======== Source data ========

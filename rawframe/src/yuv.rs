//! Decoded-video plane conversion: limited-range YCbCr to full-range
//! 16-bit RGB with Rec.2020 coefficients, plus the inverse HLG OECF for
//! HDR sources.

use rayon::prelude::*;

use crate::error::RenderError;

/// Pixel formats the log-video path understands.
#[derive(Debug, Clone, Copy, PartialEq, Eq)]
pub enum PixelFormat {
    Yuv420p,
    Yuv420p10le,
    Yuv422p10le,
}

impl PixelFormat {
    pub fn parse(value: &str) -> Option<PixelFormat> {
        match value {
            "yuv420p" => Some(PixelFormat::Yuv420p),
            "yuv420p10le" => Some(PixelFormat::Yuv420p10le),
            "yuv422p10le" => Some(PixelFormat::Yuv422p10le),
            _ => None,
        }
    }

    pub fn bit_depth(&self) -> u32 {
        match self {
            PixelFormat::Yuv420p => 8,
            PixelFormat::Yuv420p10le | PixelFormat::Yuv422p10le => 10,
        }
    }

    fn chroma_height_div(&self) -> usize {
        match self {
            PixelFormat::Yuv422p10le => 1,
            _ => 2,
        }
    }
}

/// Borrowed planar YUV frame. Strides are in bytes; 10-bit formats store
/// each sample as two little-endian bytes.
#[derive(Debug)]
pub struct YuvPlanes<'a> {
    pub y: &'a [u8],
    pub u: &'a [u8],
    pub v: &'a [u8],
    pub y_stride: usize,
    pub u_stride: usize,
    pub v_stride: usize,
}

// Rec.2020 luma coefficients
const KR: f64 = 0.2627;
const KB: f64 = 0.0593;
const KG: f64 = 1.0 - KR - KB;

#[inline(always)]
fn read_sample(plane: &[u8], stride: usize, x: usize, y: usize, ten_bit: bool) -> f64 {
    if ten_bit {
        let off = y * stride + x * 2;
        u16::from_le_bytes([plane[off], plane[off + 1]]) as f64
    } else {
        plane[y * stride + x] as f64
    }
}

/// Convert limited-range planar YCbCr to full-range interleaved RGB16.
pub fn yuv_to_rgb16(
    planes: &YuvPlanes,
    width: u32,
    height: u32,
    format: PixelFormat,
) -> Result<Vec<u16>, RenderError> {
    if width == 0 || height == 0 {
        return Err(RenderError::InvalidDimensions { width, height });
    }

    let w = width as usize;
    let h = height as usize;
    let ten_bit = format.bit_depth() == 10;
    let bytes_per_sample = if ten_bit { 2 } else { 1 };
    let chroma_h_div = format.chroma_height_div();

    let check_plane = |plane: &[u8], stride: usize, cols: usize, rows: usize| {
        if plane.len() < stride * (rows - 1) + cols * bytes_per_sample {
            Err(RenderError::ShortPlane {
                expected: stride * rows,
                actual: plane.len(),
            })
        } else {
            Ok(())
        }
    };
    let chroma_w = w.div_ceil(2);
    let chroma_h = h.div_ceil(chroma_h_div);
    check_plane(planes.y, planes.y_stride, w, h)?;
    check_plane(planes.u, planes.u_stride, chroma_w, chroma_h)?;
    check_plane(planes.v, planes.v_stride, chroma_w, chroma_h)?;

    let max_input = ((1u32 << format.bit_depth()) - 1) as f64;

    // Limited-range bounds, scaled up from their 8-bit definitions
    let y_min = 16.0 * (max_input / 255.0);
    let y_max = 235.0 * (max_input / 255.0);
    let c_min = 16.0 * (max_input / 255.0);
    let c_max = 240.0 * (max_input / 255.0);

    let mut rgb = vec![0u16; w * h * 3];

    rgb.par_chunks_mut(w * 3).enumerate().for_each(|(y, row)| {
        let chroma_y = y / chroma_h_div;
        for x in 0..w {
            let chroma_x = x / 2;

            let yv = read_sample(planes.y, planes.y_stride, x, y, ten_bit);
            let uv = read_sample(planes.u, planes.u_stride, chroma_x, chroma_y, ten_bit);
            let vv = read_sample(planes.v, planes.v_stride, chroma_x, chroma_y, ten_bit);

            let y_norm = ((yv - y_min) / (y_max - y_min)).clamp(0.0, 1.0);
            let u_norm = (uv - c_min) / (c_max - c_min) - 0.5;
            let v_norm = (vv - c_min) / (c_max - c_min) - 0.5;

            let r = y_norm + 2.0 * (1.0 - KR) * v_norm;
            let g = y_norm
                - 2.0 * KB * (1.0 - KB) / KG * u_norm
                - 2.0 * KR * (1.0 - KR) / KG * v_norm;
            let b = y_norm + 2.0 * (1.0 - KB) * u_norm;

            let idx = x * 3;
            row[idx] = (r.clamp(0.0, 1.0) * 65535.0 + 0.5) as u16;
            row[idx + 1] = (g.clamp(0.0, 1.0) * 65535.0 + 0.5) as u16;
            row[idx + 2] = (b.clamp(0.0, 1.0) * 65535.0 + 0.5) as u16;
        }
    });

    Ok(rgb)
}

/// Inverse HLG OECF applied in place: signals at or below 0.5 follow the
/// square-law segment `x^2 / 3`, the rest the exponential segment.
pub fn hlg_to_linear(rgb: &mut [u16]) {
    const A: f32 = 0.178_832_77;
    const B: f32 = 0.284_668_92;
    const C: f32 = 0.559_910_73;

    rgb.par_iter_mut().for_each(|sample| {
        let normalized = *sample as f32 / 65535.0;

        let linear = if normalized <= 0.5 {
            normalized * normalized / 3.0
        } else {
            (((normalized - C) / A).exp() + B) / 12.0
        };

        *sample = (linear * 65535.0).clamp(0.0, 65535.0) as u16;
    });
}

========

What you will do —
Count every line of the records that includes "RenderError", and give that number with no other words.

Answer space —
4